Sometimes cutaneous ecchymosis is also seen.
It may also increase the risk of bleeding after any operative procedure or from the injured site.
It may cause the baby to become anemic and sometimes a condition of shock may also occur.
In some cases, bleeding may also occur from the nose and vagina. is.
Investigation:
It includes prolonged prothrombin time and partial thromboplastin Time is observed.
Low platelet count is observed.
Prevention:
Intramuscular administration of Vitamin K 1 mg I/M to the child immediately after birth or administration of 2:5-5 mg to the mother at least 2 hours before delivery.
Treatment and Nursing Care:
Vitamin K: Intramuscular administration of 1-2 mg and if necessary, repeat after 24 hours.
If shock condition has arisen due to blood loss, then compatible whole blood transfusion at 15-20 ml/kg/ body weight should be administered over 4-6 hours.
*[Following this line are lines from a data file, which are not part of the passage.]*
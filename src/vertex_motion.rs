use glam::DVec3;
use rayon::prelude::*;
use yaml_rust::Yaml;

use crate::{
    cell::{CellPredicate, ComputationalCell},
    errors::{ConfigError, Diagnostics},
    mesh::Tessellation,
    HydroError,
};

/// Computes the velocity of every mesh vertex.
pub trait VertexMotion<M: Tessellation>: Send + Sync {
    fn predict(
        &self,
        mesh: &M,
        cells: &[ComputationalCell],
        time: f64,
    ) -> Result<Vec<DVec3>, HydroError>;

    /// Correct predicted velocities once the time step is known.
    fn regularize(
        &self,
        _mesh: &M,
        _cells: &[ComputationalCell],
        _time: f64,
        _dt: f64,
        velocities: Vec<DVec3>,
    ) -> Result<Vec<DVec3>, HydroError> {
        Ok(velocities)
    }
}

/// Vertices stay in place.
pub struct Eulerian;

impl<M: Tessellation> VertexMotion<M> for Eulerian {
    fn predict(
        &self,
        mesh: &M,
        _cells: &[ComputationalCell],
        _time: f64,
    ) -> Result<Vec<DVec3>, HydroError> {
        Ok(vec![DVec3::ZERO; mesh.vertex_count()])
    }
}

/// Vertices move with the fluid velocity of their cell.
pub struct Lagrangian;

impl<M: Tessellation> VertexMotion<M> for Lagrangian {
    fn predict(
        &self,
        _mesh: &M,
        cells: &[ComputationalCell],
        _time: f64,
    ) -> Result<Vec<DVec3>, HydroError> {
        Ok(cells.iter().map(|cell| cell.velocity()).collect())
    }
}

/// Lagrangian motion, steered towards the cell centroids to keep cells round.
pub struct CentroidMotion {
    reduce_factor: f64,
    max_iter: usize,
}

impl CentroidMotion {
    pub fn new(reduce_factor: f64, max_iter: usize) -> Self {
        Self {
            reduce_factor,
            max_iter,
        }
    }
}

/// Velocity taking `point` towards `centroid` over `dt`, limited to `reduce_factor` times the
/// distance to the centroid away from the uncorrected target.
fn corrected_velocity(
    centroid: DVec3,
    point: DVec3,
    w: DVec3,
    dt: f64,
    reduce_factor: f64,
    width: f64,
) -> DVec3 {
    let temp = centroid - point - dt * w;
    if temp.length() < 1e-6 * width {
        return (centroid - point) / dt;
    }
    let limiter = (centroid - point).length() * reduce_factor / temp.length();
    let new_centroid = point + dt * w + limiter.min(1.) * temp;
    (new_centroid - point) / dt
}

impl<M: Tessellation> VertexMotion<M> for CentroidMotion {
    fn predict(
        &self,
        mesh: &M,
        cells: &[ComputationalCell],
        time: f64,
    ) -> Result<Vec<DVec3>, HydroError> {
        Lagrangian.predict(mesh, cells, time)
    }

    fn regularize(
        &self,
        mesh: &M,
        _cells: &[ComputationalCell],
        _time: f64,
        dt: f64,
        velocities: Vec<DVec3>,
    ) -> Result<Vec<DVec3>, HydroError> {
        let points = mesh.vertex_positions();
        let mut current = velocities.clone();
        for _ in 0..self.max_iter {
            let targets: Vec<DVec3> = points
                .iter()
                .zip(current.iter())
                .map(|(x, w)| *x + dt * *w)
                .collect();
            let mut moved = mesh.clone();
            moved.move_vertices(&targets);
            current = (0..points.len())
                .into_par_iter()
                .map(|i| {
                    // centroid in the frame of the unwrapped target position
                    let centroid = moved.cell_centroid(i) - moved.vertex_position(i) + targets[i];
                    corrected_velocity(
                        centroid,
                        points[i],
                        velocities[i],
                        dt,
                        self.reduce_factor,
                        mesh.cell_width(i),
                    )
                })
                .collect();
        }

        for (i, w) in current.iter().enumerate() {
            let width = mesh.cell_width(i);
            let displacement = w.length() * dt;
            if width < displacement {
                return Err(HydroError::MeshDegeneracy {
                    cell: i,
                    displacement,
                    width,
                    context: Diagnostics::new().entry("Time step", dt),
                });
            }
        }
        Ok(current)
    }
}

pub type VertexVelocityRule<M> = Box<dyn Fn(&M, &[ComputationalCell], usize, f64) -> DVec3 + Send + Sync>;

/// Per-cell overrides: the first predicate matching a cell supplies its velocity, all other
/// cells use the fallback motion.
pub struct ConditionalMotion<M: Tessellation> {
    rules: Vec<(Box<dyn CellPredicate>, VertexVelocityRule<M>)>,
    fallback: Box<dyn VertexMotion<M>>,
}

impl<M: Tessellation> ConditionalMotion<M> {
    pub fn new(fallback: Box<dyn VertexMotion<M>>) -> Self {
        Self {
            rules: vec![],
            fallback,
        }
    }

    pub fn with_rule(mut self, predicate: Box<dyn CellPredicate>, rule: VertexVelocityRule<M>) -> Self {
        self.rules.push((predicate, rule));
        self
    }

    fn apply_rules(
        &self,
        mesh: &M,
        cells: &[ComputationalCell],
        time: f64,
        mut velocities: Vec<DVec3>,
    ) -> Vec<DVec3> {
        for (i, velocity) in velocities.iter_mut().enumerate() {
            if let Some((_, rule)) = self.rules.iter().find(|(predicate, _)| predicate.test(cells, i)) {
                *velocity = rule(mesh, cells, i, time);
            }
        }
        velocities
    }
}

impl<M: Tessellation> VertexMotion<M> for ConditionalMotion<M> {
    fn predict(
        &self,
        mesh: &M,
        cells: &[ComputationalCell],
        time: f64,
    ) -> Result<Vec<DVec3>, HydroError> {
        let velocities = self.fallback.predict(mesh, cells, time)?;
        Ok(self.apply_rules(mesh, cells, time, velocities))
    }

    fn regularize(
        &self,
        mesh: &M,
        cells: &[ComputationalCell],
        time: f64,
        dt: f64,
        velocities: Vec<DVec3>,
    ) -> Result<Vec<DVec3>, HydroError> {
        let velocities = self.fallback.regularize(mesh, cells, time, dt, velocities)?;
        Ok(self.apply_rules(mesh, cells, time, velocities))
    }
}

/// Build a vertex motion from the `kind` key (`fixed`, `lagrangian` or `centroid`).
pub fn from_config<M: Tessellation>(cfg: &Yaml) -> Result<Box<dyn VertexMotion<M>>, ConfigError> {
    match cfg["kind"].as_str().unwrap_or("lagrangian") {
        "fixed" => Ok(Box::new(Eulerian)),
        "lagrangian" => Ok(Box::new(Lagrangian)),
        "centroid" => {
            let reduce_factor = cfg["reduce_factor"].as_f64().unwrap_or(0.2);
            let iterations = cfg["iterations"].as_i64().unwrap_or(2);
            if iterations < 0 {
                return Err(ConfigError::InvalidValue {
                    name: "vertex_motion:iterations".to_string(),
                    value: cfg["iterations"].clone(),
                });
            }
            Ok(Box::new(CentroidMotion::new(reduce_factor, iterations as usize)))
        }
        kind => Err(ConfigError::UnknownVariant {
            kind: "vertex motion",
            name: kind.to_string(),
        }),
    }
}
//! Several engines advanced in lockstep, coupled through ghost cells on their shared
//! boundaries.

use std::{
    collections::BTreeMap,
    sync::{Arc, RwLock},
};

use glam::DVec3;
use log::debug;
use rayon::prelude::*;

use crate::{
    cell::{ComputationalCell, Extensive},
    cell_updater::RegularUpdate,
    codec::ExtensiveCodec,
    engine::Engine,
    errors::Diagnostics,
    flux::{riemann_flux, FaceAction, FaceCondition, FaceContext, ModularFluxCalculator},
    mesh::Tessellation,
    riemann_solver::RiemannFluxSolver,
    HydroError,
};

/// Minimal alignment of a ghost normal with a boundary face normal.
const NORMAL_ALIGNMENT: f64 = 0.99;

/// Ghost states of remote cells, keyed by the local boundary cell they face.
///
/// Clones share the same storage.
#[derive(Debug, Clone, Default)]
pub struct GhostCells {
    store: Arc<RwLock<BTreeMap<usize, Vec<(DVec3, ComputationalCell)>>>>,
}

impl GhostCells {
    pub fn new() -> Self {
        Self::default()
    }

    /// The ghost facing the boundary face of `cell` with outward normal `normal`.
    pub fn get(&self, cell: usize, normal: DVec3) -> Option<ComputationalCell> {
        let store = self.store.read().unwrap_or_else(|poisoned| poisoned.into_inner());
        store.get(&cell).and_then(|ghosts| {
            ghosts
                .iter()
                .find(|(n, _)| n.dot(normal) > NORMAL_ALIGNMENT)
                .map(|(_, ghost)| ghost.clone())
        })
    }

    fn replace(&self, ghosts: BTreeMap<usize, Vec<(DVec3, ComputationalCell)>>) {
        let mut store = self.store.write().unwrap_or_else(|poisoned| poisoned.into_inner());
        *store = ghosts;
    }

    /// Give the ghost faces of this store priority in `calculator`.
    pub fn attach<M: Tessellation>(
        &self,
        calculator: ModularFluxCalculator<M>,
        solver: Box<dyn RiemannFluxSolver>,
    ) -> ModularFluxCalculator<M> {
        calculator.prepend(
            Box::new(HasGhost(self.clone())),
            Box::new(GhostFlux {
                solver,
                ghosts: self.clone(),
            }),
        )
    }
}

/// Matches boundary faces that have a ghost cell installed.
pub struct HasGhost(pub GhostCells);

impl<M> FaceCondition<M> for HasGhost {
    fn test(&self, ctx: &FaceContext<M>) -> bool {
        ctx.face.is_boundary() && self.0.get(ctx.face.left(), ctx.face.normal()).is_some()
    }
}

/// Riemann flux between a boundary cell and its ghost.
pub struct GhostFlux {
    pub solver: Box<dyn RiemannFluxSolver>,
    pub ghosts: GhostCells,
}

impl<M> FaceAction<M> for GhostFlux {
    fn flux(&self, ctx: &FaceContext<M>) -> Result<Extensive, HydroError> {
        let ghost = self
            .ghosts
            .get(ctx.face.left(), ctx.face.normal())
            .ok_or_else(|| HydroError::UnmatchedFace {
                face: ctx.index,
                context: Diagnostics::new().entry("Cell index", ctx.face.left() as f64),
            })?;
        riemann_flux(self.solver.as_ref(), ctx, ctx.left(), &ghost)
    }
}

/// `source` cell of partition `source.0` seen as a ghost by cell `target.1` of partition
/// `target.0`, across the boundary face with outward normal `normal`.
#[derive(Debug, Clone, Copy, PartialEq)]
pub struct GhostLink {
    pub source: (usize, usize),
    pub target: (usize, usize),
    pub normal: DVec3,
}

pub struct Partition<M: Tessellation> {
    pub engine: Engine<M>,
    pub ghosts: GhostCells,
}

pub struct PartitionedRun<M: Tessellation> {
    partitions: Vec<Partition<M>>,
    links: Vec<GhostLink>,
    cycle: u64,
}

impl<M: Tessellation> PartitionedRun<M> {
    pub fn new(partitions: Vec<Partition<M>>, links: Vec<GhostLink>) -> Self {
        Self {
            partitions,
            links,
            cycle: 0,
        }
    }

    pub fn partitions(&self) -> &[Partition<M>] {
        &self.partitions
    }

    pub fn time(&self) -> f64 {
        self.partitions
            .iter()
            .map(|partition| partition.engine.time())
            .fold(f64::INFINITY, f64::min)
    }

    fn check_link(&self, partition: usize, cell: usize) -> Result<(), HydroError> {
        let num_cells = self
            .partitions
            .get(partition)
            .map(|p| p.engine.cells().len())
            .unwrap_or(0);
        if cell >= num_cells {
            return Err(HydroError::InconsistentState {
                cells: num_cells,
                vertices: cell + 1,
                context: Diagnostics::new().entry("Partition", partition as f64),
            });
        }
        Ok(())
    }

    /// Send the state of every linked cell, as totals per unit volume, to the partition that
    /// needs it as a ghost.
    pub fn exchange(&self) -> Result<(), HydroError> {
        let mut ghosts: Vec<BTreeMap<usize, Vec<(DVec3, ComputationalCell)>>> =
            vec![BTreeMap::new(); self.partitions.len()];
        let inversion = RegularUpdate::default();

        for (source, partition) in self.partitions.iter().enumerate() {
            let links: Vec<&GhostLink> =
                self.links.iter().filter(|link| link.source.0 == source).collect();
            if links.is_empty() {
                continue;
            }
            for link in links.iter() {
                self.check_link(link.source.0, link.source.1)?;
                self.check_link(link.target.0, link.target.1)?;
            }
            let engine = &partition.engine;
            let batch: Vec<_> = links
                .iter()
                .map(|link| {
                    let volume = engine.mesh().cell_volume(link.source.1);
                    (1. / volume) * &engine.extensives()[link.source.1]
                })
                .collect();
            let codec = ExtensiveCodec::for_batch(engine.mesh().dimensionality(), &batch);
            let buffer = codec.encode(&batch);

            for (link, mut density) in links.iter().zip(codec.decode(&buffer)?) {
                let eos = self.partitions[link.target.0].engine.policies().eos.as_ref();
                let ghost = inversion
                    .invert(1., eos, &mut density, &ComputationalCell::default())
                    .map_err(|err| {
                        err.with_entry("Partition", source as f64)
                            .with_entry("Cell index", link.source.1 as f64)
                    })?;
                ghosts[link.target.0]
                    .entry(link.target.1)
                    .or_default()
                    .push((link.normal, ghost));
            }
        }

        for (partition, ghosts) in self.partitions.iter().zip(ghosts) {
            partition.ghosts.replace(ghosts);
        }
        Ok(())
    }

    /// One coupled cycle: exchange ghosts, agree on the smallest proposed step and advance
    /// every partition by it.
    ///
    /// Partitions that advanced before another one failed stay advanced.
    pub fn advance(&mut self, dt_max: f64) -> Result<f64, HydroError> {
        self.exchange()?;
        let dt = self
            .partitions
            .par_iter()
            .map(|partition| partition.engine.propose_timestep())
            .try_reduce(|| f64::INFINITY, |a, b| Ok(a.min(b)))?
            .min(dt_max);
        self.partitions
            .par_iter_mut()
            .enumerate()
            .try_for_each(|(i, partition)| {
                partition
                    .engine
                    .advance_by(dt)
                    .map(|_| ())
                    .map_err(|err| err.with_entry("Partition", i as f64))
            })?;
        self.cycle += 1;
        debug!("Partitioned cycle {} advanced by dt={dt:e}", self.cycle);
        Ok(dt)
    }

    /// Advance until `t_end` or until `max_cycles` cycles ran. Returns the number of cycles.
    pub fn run_until(&mut self, t_end: f64, max_cycles: u64) -> Result<u64, HydroError> {
        let mut cycles = 0;
        while cycles < max_cycles {
            let remaining = t_end - self.time();
            if remaining <= 0. {
                break;
            }
            self.advance(remaining)?;
            cycles += 1;
        }
        Ok(cycles)
    }
}

#[cfg(test)]
mod test {
    use float_cmp::assert_approx_eq;
    use yaml_rust::YamlLoader;

    use super::*;
    use crate::{
        engine::Policies,
        mesh::{MeshBoundary, SegmentMesh},
        riemann_solver::HLLCRiemannSolver,
    };

    const CONFIG: &str = r###"
hydrodynamics:
  gamma: 1.4
vertex_motion:
  kind: fixed
time_integration:
  cfl_criterion: 0.3
"###;

    fn partition(anchor: f64, pressure: f64) -> Partition<SegmentMesh> {
        let cfg = &YamlLoader::load_from_str(CONFIG).unwrap()[0];
        let ghosts = GhostCells::new();
        let mut policies = Policies::init(cfg).unwrap();
        policies.flux_calculator = Box::new(ghosts.attach(
            ModularFluxCalculator::default(),
            Box::new(HLLCRiemannSolver),
        ));
        let mesh = SegmentMesh::uniform(4, anchor, 0.5, MeshBoundary::Walls);
        let cells = vec![ComputationalCell::new(1., DVec3::ZERO, pressure).with_tracer("dye", anchor); 4];
        Partition {
            engine: Engine::new(mesh, cells, policies).unwrap(),
            ghosts,
        }
    }

    fn coupled() -> PartitionedRun<SegmentMesh> {
        PartitionedRun::new(
            vec![partition(0., 2.), partition(0.5, 1.)],
            vec![
                GhostLink {
                    source: (1, 0),
                    target: (0, 3),
                    normal: DVec3::X,
                },
                GhostLink {
                    source: (0, 3),
                    target: (1, 0),
                    normal: -DVec3::X,
                },
            ],
        )
    }

    #[test]
    fn test_exchange() {
        let run = coupled();
        run.exchange().unwrap();
        let ghost = run.partitions()[0].ghosts.get(3, DVec3::X).unwrap();
        assert_approx_eq!(f64, ghost.density(), 1.);
        assert_approx_eq!(f64, ghost.pressure(), 1., epsilon = 1e-12);
        assert_approx_eq!(f64, ghost.tracers["dye"], 0.5);
        assert!(run.partitions()[0].ghosts.get(3, -DVec3::X).is_none());
        assert!(run.partitions()[0].ghosts.get(0, DVec3::X).is_none());
    }

    #[test]
    fn test_coupled_run() {
        let mut run = coupled();
        let mass_before: f64 = run.partitions().iter().map(|p| p.engine.total().mass()).sum();
        let cycles = run.run_until(0.05, 100).unwrap();
        assert!(cycles > 0);
        assert_approx_eq!(f64, run.time(), 0.05, epsilon = 1e-12);
        for partition in run.partitions() {
            assert_eq!(partition.engine.time(), run.time());
        }
        let mass_after: f64 = run.partitions().iter().map(|p| p.engine.total().mass()).sum();
        assert_approx_eq!(f64, mass_before, mass_after, epsilon = 1e-10);
        // High pressure on the left pushes mass across the partition boundary
        assert!(run.partitions()[1].engine.total().mass() > 0.5);
    }

    #[test]
    fn test_bad_link() {
        let mut run = coupled();
        run.links[0].source = (1, 7);
        assert!(matches!(
            run.exchange(),
            Err(HydroError::InconsistentState { .. })
        ));
        assert!(matches!(
            run.run_until(1., 10),
            Err(HydroError::InconsistentState { .. })
        ));
        assert_eq!(run.partitions()[0].engine.cycle(), 0);
    }
}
Fresh frozen plasma can also be used in alternative treatment.
In chronic anemia, appropriate liquid iron preparations with 20-30 mg elemental iron content may be prescribed along with medication.
Local application of pressure dressings with coagulants such as thrombin and fibrin is valuable at accessible sites.
It is given in 2 divided doses daily.
Avoid unnecessary handling of fits.
If If there is a condition of hematemesis, the child is placed in a head-down position with the head turned to one side.